Yes, so, Aditya, I think the -- what we've done -- first of all, I guess on the Venezuela situation, obviously, that's one that's -- it's a very recent effect, so that was just announced at the end of last week. So we've tried to take that devaluation and work it into our foreign exchange expectations for the year. So the foreign exchange impact that we expect for the year is a negative impact of $40 million to $60 million, a significant part of that driven by the situation in Venezuela. But I'll say that we're internally [indiscernible], we're still evaluating Venezuela, so not easy to pin that down with any precision at this point. But you can certainly assume that there is some element there. I think the impact beyond that is very focused in EMEA, and I think we look at that, we look at where we've been over the last 3 months, we -- I think we were still, even as late as October, continuing to work on a plan that would get us to $1.6 billion. And what we saw as we went through November, went through December and went through January, was -- rather than recovering, rather than Europe recovering, it, in fact, continued to get even weaker. So we were seeing very significant slide there in volume, very weak winter season, so the environment there getting even tougher. And what became clear is we were going to have to take another approach to the situation in Amiens, France, which we announced at the end of January. But clearly, if we'd been able to complete the restructuring and sale of that factory, then that would have given us an opportunity for benefits in 2013. As it is now, the -- we've begun the consultation process on a plan to close that factory in its entirety, so both the Consumer and the Farm Tire production. But that process is going to take us longer, so we won't get the benefit in 2013. I think we take all of that and add to it the continued weak outlook for auto production in Europe. And we see a number of things that are going the wrong direction, so you can tell that a lot of the impact we're looking at here does relate to Europe.
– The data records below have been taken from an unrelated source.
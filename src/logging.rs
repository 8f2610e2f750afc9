// ABOUTME: Logging configuration and structured logging setup for the macrofit engine
// ABOUTME: Configures log levels, formatters, and output destinations via tracing-subscriber
//
// SPDX-License-Identifier: MIT OR Apache-2.0
// Copyright (c) 2025 Pierre Fitness Intelligence

//! Structured logging configuration
//!
//! The engine itself only emits `tracing` events. Embedding applications
//! install their own subscriber; the CLI and benches use [`init_from_env`].
//! Output goes to stderr so that JSON results on stdout stay machine readable.

use anyhow::Result;
use serde_json::json;
use std::env;
use std::io;
use tracing::{debug, info};
use tracing_subscriber::{fmt, layer::SubscriberExt, util::SubscriberInitExt, EnvFilter};

/// Default service name reported in startup logs
pub const SERVICE_NAME: &str = "macrofit";

/// Logging configuration
#[derive(Debug, Clone)]
pub struct LoggingConfig {
    /// Log level (trace, debug, info, warn, error)
    pub level: String,
    /// Output format (json, pretty, compact)
    pub format: LogFormat,
    /// Include source file and line numbers
    pub include_location: bool,
    /// Include thread information
    pub include_thread: bool,
    /// Service name for structured logging
    pub service_name: String,
    /// Service version
    pub service_version: String,
    /// Environment (development, staging, production)
    pub environment: String,
}

/// Log output format options
#[derive(Debug, Clone, Copy, PartialEq, Eq)]
pub enum LogFormat {
    /// `JSON` format for production logging
    Json,
    /// Pretty format for development
    Pretty,
    /// Compact format for terminals
    Compact,
}

impl Default for LoggingConfig {
    fn default() -> Self {
        Self {
            level: "info".into(),
            format: LogFormat::Compact,
            include_location: false,
            include_thread: false,
            service_name: SERVICE_NAME.into(),
            service_version: env!("CARGO_PKG_VERSION").to_owned(),
            environment: "development".into(),
        }
    }
}

impl LoggingConfig {
    /// Create logging configuration from environment variables
    #[must_use]
    pub fn from_env() -> Self {
        let level = env::var("RUST_LOG").unwrap_or_else(|_| "info".into());

        let format = match env::var("LOG_FORMAT").as_deref() {
            Ok("json") => LogFormat::Json,
            Ok("pretty") => LogFormat::Pretty,
            _ => LogFormat::Compact,
        };

        let environment = env::var("ENVIRONMENT").unwrap_or_else(|_| "development".into());
        let is_production = environment == "production";

        Self {
            level,
            format,
            include_location: is_production || env::var("LOG_INCLUDE_LOCATION").is_ok(),
            include_thread: is_production || env::var("LOG_INCLUDE_THREAD").is_ok(),
            service_name: env::var("SERVICE_NAME").unwrap_or_else(|_| SERVICE_NAME.into()),
            service_version: env::var("SERVICE_VERSION")
                .unwrap_or_else(|_| env!("CARGO_PKG_VERSION").to_owned()),
            environment,
        }
    }

    /// Override the level, keeping everything else
    #[must_use]
    pub fn with_level(mut self, level: impl Into<String>) -> Self {
        self.level = level.into();
        self
    }

    /// Build the env filter for this configuration
    fn env_filter(&self) -> EnvFilter {
        env::var("RUST_LOG")
            .map_or_else(|_| EnvFilter::new(&self.level), EnvFilter::new)
            .add_directive(
                format!("macrofit={}", self.level)
                    .parse()
                    .unwrap_or_else(|_| tracing::Level::INFO.into()),
            )
    }

    /// Initialize the global tracing subscriber
    ///
    /// # Errors
    ///
    /// Returns an error if a global subscriber is already installed
    pub fn init(&self) -> Result<()> {
        let registry = tracing_subscriber::registry().with(self.env_filter());

        match self.format {
            LogFormat::Json => {
                let json_layer = fmt::layer()
                    .with_file(self.include_location)
                    .with_line_number(self.include_location)
                    .with_thread_ids(self.include_thread)
                    .with_thread_names(self.include_thread)
                    .with_target(true)
                    .with_writer(io::stderr)
                    .json();

                registry.with(json_layer).try_init()?;
            }
            LogFormat::Pretty => {
                let pretty_layer = fmt::layer()
                    .pretty()
                    .with_file(self.include_location)
                    .with_line_number(self.include_location)
                    .with_thread_ids(self.include_thread)
                    .with_thread_names(self.include_thread)
                    .with_target(true)
                    .with_writer(io::stderr);

                registry.with(pretty_layer).try_init()?;
            }
            LogFormat::Compact => {
                let compact_layer = fmt::layer()
                    .compact()
                    .with_file(false)
                    .with_line_number(false)
                    .with_target(false)
                    .with_writer(io::stderr);

                registry.with(compact_layer).try_init()?;
            }
        }

        self.log_startup_info();

        Ok(())
    }

    fn log_startup_info(&self) {
        info!(
            service.name = %self.service_name,
            service.version = %self.service_version,
            environment = %self.environment,
            log.level = %self.level,
            log.format = ?self.format,
            "Logging initialized"
        );

        let config_summary = json!({
            "service": {
                "name": self.service_name,
                "version": self.service_version,
                "environment": self.environment
            },
            "logging": {
                "level": self.level,
                "format": format!("{:?}", self.format),
                "features": {
                    "location": self.include_location,
                    "thread": self.include_thread
                }
            }
        });

        debug!("Logging configuration: {}", config_summary);
    }
}

/// Initialize logging with default configuration
///
/// # Errors
///
/// Returns an error if logging initialization fails
pub fn init_default() -> Result<()> {
    LoggingConfig::default().init()
}

/// Initialize logging from environment
///
/// # Errors
///
/// Returns an error if logging initialization fails
pub fn init_from_env() -> Result<()> {
    LoggingConfig::from_env().init()
}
Aditya Oberoi - Goldman Sachs Group Inc., Research Division

Analyst · Aditya Oberoi from Goldman Sachs

And that's helpful, guys. And one more, if I may. You guys did a good job in constraining or pulling back on inventory versus where you guys were in the recent past. Do you think it could weigh on your sales? Because historically, we have seen like having tight inventories at dealer level has impacted your sales and market share in the past.

Richard J. Kramer

Analyst · Aditya Oberoi from Goldman Sachs

No, I think we actually feel very comfortable how we've managed our inventories. And I think what I'd point toward is the improvements we made in the element of our strategy around operational excellence as we've -- as we made progress on our internal processes and forecasting and the like, we've actually been able to improve our supply to our customers while maintaining lower inventories through the process changes we've made, and that's one of our focus, to make that a sustainable improvement to how we manage the business. So of course, inventories may move around as we see -- when the industry does come back, we'll adjust a little bit accordingly. But at the end of the day, our goal is to run our business on lower inventory while improving our service levels. And I would say particularly in our North America business, we made tremendous progress on that in 2012.

Operator

Operator

We'll go next to the line of John Murphy from Bank of America.

John Murphy - BofA Merrill Lynch, Research Division

Analyst · John Murphy from Bank of America

This pension stuff is really interesting, and the timing sounds pretty good from a borrowing standpoint. I'm just curious, as we look at the $2.7 billion underfunded, looks like you got $1 billion that is frozen at this point. Is that sort of the target of the capital or the debt raises, the $1 billion? Or if there's a big appetite, would you be more opportunistic and maybe do something even larger? Just trying to understand how big this effort might be.

Darren R. Wells

Analyst · John Murphy from Bank of America

Yes, no, John, I think you -- yes, I mean, you picked up on the right point there, which is the fact that we see this as a 3-step process: first is to freeze the plan; second, to pre-fund it; and third, to de-risk the asset portfolio or the investments related to it. And right now, the only -- the part of our pension plans that are through step 1 or the freezing step is that $1 billion. So that's effectively what's eligible for the pre-funding step as we sit here today. Having said that, I mean, our view is that we should take the step of freezing in our other plans as well. Obviously, that will require discussions with our workforce and some additional steps that will take some time, so that hasn't happened yet. We're obviously anxious to do that as quickly as possible, but the -- for right now, what we'd be looking at is the $1 billion of the unfunded amount that's in frozen plans.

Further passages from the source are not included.